Good Friday's service was long. And the church was cold. Needless to say, I was a frozen ball by the time we left. But I was so glad to once again be amongst this worshiping community. And I was so excited for Sunday. I was able to decipher a part of the reading and what the homily was about--particularly, how the water and blood flowing from Christ's side represented the baptism by water and blood.
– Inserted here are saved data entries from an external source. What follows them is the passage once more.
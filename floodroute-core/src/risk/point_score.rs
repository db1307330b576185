//! Additive flood risk score for single route points

use serde::{Deserialize, Serialize};

use crate::Error;
use crate::geometry::{Coordinate, haversine_m};

/// Risk class of a scored point
#[derive(Debug, Clone, Copy, PartialEq, Eq, PartialOrd, Ord, Serialize)]
pub enum PointRiskClass {
    Safe,
    Caution,
    Risky,
    Avoid,
}

impl PointRiskClass {
    /// Safe ≤ 24, Caution ≤ 49, Risky ≤ 74, Avoid above
    pub fn from_score(score: u8) -> Self {
        match score {
            0..=24 => PointRiskClass::Safe,
            25..=49 => PointRiskClass::Caution,
            50..=74 => PointRiskClass::Risky,
            _ => PointRiskClass::Avoid,
        }
    }
}

#[derive(Debug, Clone, PartialEq, Serialize)]
pub struct PointRisk {
    pub coordinate: Coordinate,
    pub elevation_m: Option<f64>,
    /// Grade from the previous point in percent, negative downhill
    pub slope_pct: Option<f64>,
    pub score: u8,
    pub class: PointRiskClass,
}

/// Points added per risk factor
#[derive(Debug, Clone, PartialEq, Serialize, Deserialize)]
#[serde(default)]
pub struct PointScoring {
    pub low_elevation_below_m: f64,
    pub low_elevation_points: u8,
    /// Downhill grade (percent, negative) steeper than this scores
    pub descent_below_pct: f64,
    pub descent_points: u8,
    pub moderate_rain_mm: f64,
    pub moderate_rain_points: u8,
    pub heavy_rain_mm: f64,
    pub heavy_rain_points: u8,
}

impl Default for PointScoring {
    fn default() -> Self {
        Self {
            low_elevation_below_m: 5.0,
            low_elevation_points: 25,
            descent_below_pct: -5.0,
            descent_points: 10,
            moderate_rain_mm: 10.0,
            moderate_rain_points: 25,
            heavy_rain_mm: 20.0,
            heavy_rain_points: 40,
        }
    }
}

impl PointScoring {
    /// Score of one point. Missing elevation or slope add nothing.
    pub fn score(&self, elevation_m: Option<f64>, slope_pct: Option<f64>, rainfall_mm: f64) -> u8 {
        let mut score: u16 = 0;
        if elevation_m.is_some_and(|e| e < self.low_elevation_below_m) {
            score += u16::from(self.low_elevation_points);
        }
        if slope_pct.is_some_and(|s| s < self.descent_below_pct) {
            score += u16::from(self.descent_points);
        }
        if rainfall_mm >= self.heavy_rain_mm {
            score += u16::from(self.heavy_rain_points);
        } else if rainfall_mm >= self.moderate_rain_mm {
            score += u16::from(self.moderate_rain_points);
        }
        u8::try_from(score.min(100)).unwrap_or(100)
    }

    /// Scores every point of a polyline. `elevations` is matched to
    /// `coordinates` by position; missing entries count as unknown.
    pub fn score_points(
        &self,
        coordinates: &[Coordinate],
        elevations: &[Option<f64>],
        rainfall_mm: f64,
    ) -> Vec<PointRisk> {
        let elevation_at = |i: usize| elevations.get(i).copied().flatten();
        coordinates
            .iter()
            .enumerate()
            .map(|(i, coordinate)| {
                let elevation_m = elevation_at(i);
                let slope_pct = i.checked_sub(1).and_then(|prev| {
                    let run = haversine_m(coordinates[prev], *coordinate);
                    let rise = elevation_m? - elevation_at(prev)?;
                    (run > 0.0).then(|| rise / run * 100.0)
                });
                let score = self.score(elevation_m, slope_pct, rainfall_mm);
                PointRisk {
                    coordinate: *coordinate,
                    elevation_m,
                    slope_pct,
                    score,
                    class: PointRiskClass::from_score(score),
                }
            })
            .collect()
    }

    pub(crate) fn validate(&self) -> Result<(), Error> {
        let values = [
            self.low_elevation_below_m,
            self.descent_below_pct,
            self.moderate_rain_mm,
            self.heavy_rain_mm,
        ];
        if values.iter().any(|v| !v.is_finite()) || self.moderate_rain_mm > self.heavy_rain_mm {
            return Err(Error::InvalidConfig(
                "risk.points thresholds must be finite with moderate_rain_mm <= heavy_rain_mm"
                    .to_string(),
            ));
        }
        Ok(())
    }
}
//! Coordinate primitives and the small amount of spherical/planar math the
//! engine needs.

use geo::{Coord, Point};
use itertools::Itertools;
use serde::{Deserialize, Serialize};

use crate::Meters;

/// Mean Earth radius (IUGG) in metres
pub const EARTH_RADIUS_M: f64 = 6_371_008.8;

/// Two coordinates closer than this (in degrees, on both axes) are equal
pub const COORDINATE_TOLERANCE_DEG: f64 = 1e-6;

/// WGS84 position in degrees
#[derive(Debug, Clone, Copy, Default, Serialize, Deserialize)]
pub struct Coordinate {
    pub lat: f64,
    pub lon: f64,
}

impl Coordinate {
    pub const fn new(lat: f64, lon: f64) -> Self {
        Self { lat, lon }
    }

    pub fn is_finite(&self) -> bool {
        self.lat.is_finite() && self.lon.is_finite()
    }

    /// Finite and inside the WGS84 range
    pub fn is_valid(&self) -> bool {
        self.is_finite() && self.lat.abs() <= 90.0 && self.lon.abs() <= 180.0
    }

    /// Great-circle distance in metres
    pub fn distance_m(&self, other: &Coordinate) -> Meters {
        haversine_m(*self, *other)
    }

    pub fn approx_eq(&self, other: &Coordinate) -> bool {
        (self.lat - other.lat).abs() <= COORDINATE_TOLERANCE_DEG
            && (self.lon - other.lon).abs() <= COORDINATE_TOLERANCE_DEG
    }
}

impl PartialEq for Coordinate {
    fn eq(&self, other: &Self) -> bool {
        self.approx_eq(other)
    }
}

impl From<Coordinate> for Point<f64> {
    fn from(value: Coordinate) -> Self {
        Point::new(value.lon, value.lat)
    }
}

impl From<Coordinate> for Coord<f64> {
    fn from(value: Coordinate) -> Self {
        Coord {
            x: value.lon,
            y: value.lat,
        }
    }
}

impl From<Coord<f64>> for Coordinate {
    fn from(value: Coord<f64>) -> Self {
        Coordinate::new(value.y, value.x)
    }
}

impl From<Point<f64>> for Coordinate {
    fn from(value: Point<f64>) -> Self {
        Coordinate::new(value.y(), value.x())
    }
}

/// Haversine distance between two coordinates in metres
pub fn haversine_m(a: Coordinate, b: Coordinate) -> Meters {
    let lat1 = a.lat.to_radians();
    let lat2 = b.lat.to_radians();
    let dlat = (b.lat - a.lat).to_radians();
    let dlon = (b.lon - a.lon).to_radians();

    let sin_dlat = (dlat / 2.0).sin();
    let sin_dlon = (dlon / 2.0).sin();

    let h = sin_dlat * sin_dlat + lat1.cos() * lat2.cos() * sin_dlon * sin_dlon;
    2.0 * EARTH_RADIUS_M * h.sqrt().min(1.0).asin()
}

/// Sum of great-circle distances along a polyline
pub fn polyline_length_m(points: &[Coordinate]) -> Meters {
    points
        .iter()
        .tuple_windows()
        .map(|(a, b)| haversine_m(*a, *b))
        .sum()
}

/// Equirectangular projection to local metres around a reference latitude.
///
/// Accurate to well under a percent across a city, which is all the spatial
/// indices and corridor tests need. Great-circle distances reported to
/// callers always come from [`haversine_m`].
#[derive(Debug, Clone, Copy)]
pub struct LocalProjection {
    cos_ref: f64,
}

impl LocalProjection {
    pub fn centered_on(reference_lat: f64) -> Self {
        let cos_ref = reference_lat.to_radians().cos().abs().max(1e-6);
        Self { cos_ref }
    }

    /// Projection centred on the mean latitude of `points`
    pub fn for_points<'a>(points: impl IntoIterator<Item = &'a Coordinate>) -> Self {
        let (sum, count) = points
            .into_iter()
            .filter(|c| c.is_finite())
            .fold((0.0, 0usize), |(sum, count), c| (sum + c.lat, count + 1));
        if count == 0 {
            Self::centered_on(0.0)
        } else {
            #[allow(clippy::cast_precision_loss)]
            Self::centered_on(sum / count as f64)
        }
    }

    pub fn project(&self, c: Coordinate) -> [f64; 2] {
        [
            c.lon.to_radians() * EARTH_RADIUS_M * self.cos_ref,
            c.lat.to_radians() * EARTH_RADIUS_M,
        ]
    }

    pub fn unproject(&self, p: [f64; 2]) -> Coordinate {
        Coordinate::new(
            (p[1] / EARTH_RADIUS_M).to_degrees(),
            (p[0] / (EARTH_RADIUS_M * self.cos_ref)).to_degrees(),
        )
    }
}

/// Midpoint of `a`–`b` pushed sideways by `fraction` of the `a`–`b` distance.
///
/// Positive fractions move to the left of the direction of travel, negative
/// ones to the right.
pub fn perpendicular_offset(a: Coordinate, b: Coordinate, fraction: f64) -> Coordinate {
    let projection = LocalProjection::centered_on((a.lat + b.lat) / 2.0);
    let pa = projection.project(a);
    let pb = projection.project(b);
    let mid = [(pa[0] + pb[0]) / 2.0, (pa[1] + pb[1]) / 2.0];
    let dx = pb[0] - pa[0];
    let dy = pb[1] - pa[1];
    let len = dx.hypot(dy);
    if len < f64::EPSILON {
        return projection.unproject(mid);
    }
    let offset = fraction * len;
    let normal = [-dy / len, dx / len];
    projection.unproject([mid[0] + normal[0] * offset, mid[1] + normal[1] * offset])
}
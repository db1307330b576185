//! TOML configuration loading

use std::fs;
use std::path::Path;

use floodroute_core::loading::EngineConfig;
use log::info;

use crate::Error;

/// Parses and validates a TOML document. Missing sections take their
/// defaults.
///
/// # Errors
///
/// Returns an error for malformed TOML or values that fail validation
pub fn parse_config(text: &str) -> Result<EngineConfig, Error> {
    let config: EngineConfig = toml::from_str(text)?;
    config.validate()?;
    Ok(config)
}

/// Reads a configuration file. A relative `network.path` is resolved
/// against the directory holding the file.
///
/// # Errors
///
/// Returns an error if the file cannot be read or parsed
pub fn load_config(path: &Path) -> Result<EngineConfig, Error> {
    let text = fs::read_to_string(path)?;
    let mut config = parse_config(&text)?;
    if let (Some(dataset), Some(base)) = (config.network.path.as_ref(), path.parent())
        && dataset.is_relative()
    {
        config.network.path = Some(base.join(dataset));
    }
    info!("Loaded configuration from {}", path.display());
    Ok(config)
}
On the morning of Easter Sunday, I awoke feeling like it was Christmas. The streets of Florence were bustling at the early hour of 9:00 (that's early for Florence). There were so many people packed in the city center that I could barely fight my way through to the church entrance. I entirely missed the procession with the cows pulling the cart and the bands, but there was not chance I could have seen it with the great multitude of people. Inside the church, we waited an hour and a half for Mass to start, and were happy we arrived early for seats. After the Cardinal sang the Gloria to signify the start of Mass, a fake dove ignited in the front of the sanctuary, flying in a large flame on a wire to the city center, where it ignited the cart waiting outside. The phenomenon we were all waiting for: Scoppio del Carro. We knew what to expect, and even purposefully got seats on the side aisles so we could have a good view of the dove and the cart outside. But I wasn't prepared for the firework that accompanied the igniting of the dove, or for the dove's return back to the pillar in the front of the church after lighting the cart on fire! I almost teared up; it was one of the most impressive sights I'd seen, with the exception of the fireworks and Eiffel Tower on July 14 and Elphaba ascending in "Defying Gravity" in Wicked. As the fireworks went off outside the church door, the entryway filled with flames and smoke, and our ears buzzed with loud noises from outside. It was so calming to be inside the church, in this holy place, away from the tourists and the flames but still seeing and appreciating this great tradition. A man stood on a chair, blocking our view in order to get a decent video on his iPad. Someone threw a balled up bulletin at him, resulting in laughter and relief from many.
After the service, I joined Deanna and her roommates for an Easter lunch/dinner. I had created the menu, and they willfully complied. Prosciutto-wrapped cherry tomatoes stuffed with pesto and mozzarella, zucchini and parmesan chips in an herb cream cheese dip, pesto and provolone bruschetta, and cinnamon polenta cake with Nutella cream cheese and (moldy) strawberries. We cooked and ate and played Head's Up, and then went to Lion for wine. Two glasses of wine and a free limoncello shot later (which I urged Deanna and Cara to take with the English boys sitting a few tables down), I was throwing peanuts across the aisle into Sem's mouth and hitting Cara's teeth with failed attempts. It was a wonderful and blessed Easter, to be sure.
The next day (Pasquetta), Deanna and I headed to Assisi for a day of prayer in their abundance of churches. It was a beautiful day with flawless weather. We hiked and walked and talked and at each church, we stopped and prayed. We stopped briefly in a cafe for a break before continuing on, walking through shops and looked at olive wood rosaries and crosses. My favorite church by far was not the touristy Basilica of Saint Francis, but was instead the small, empty church. We were the only people there, and spent a few moments in contemplative prayer. I was so thankful for such a fabulous week of closeness with God.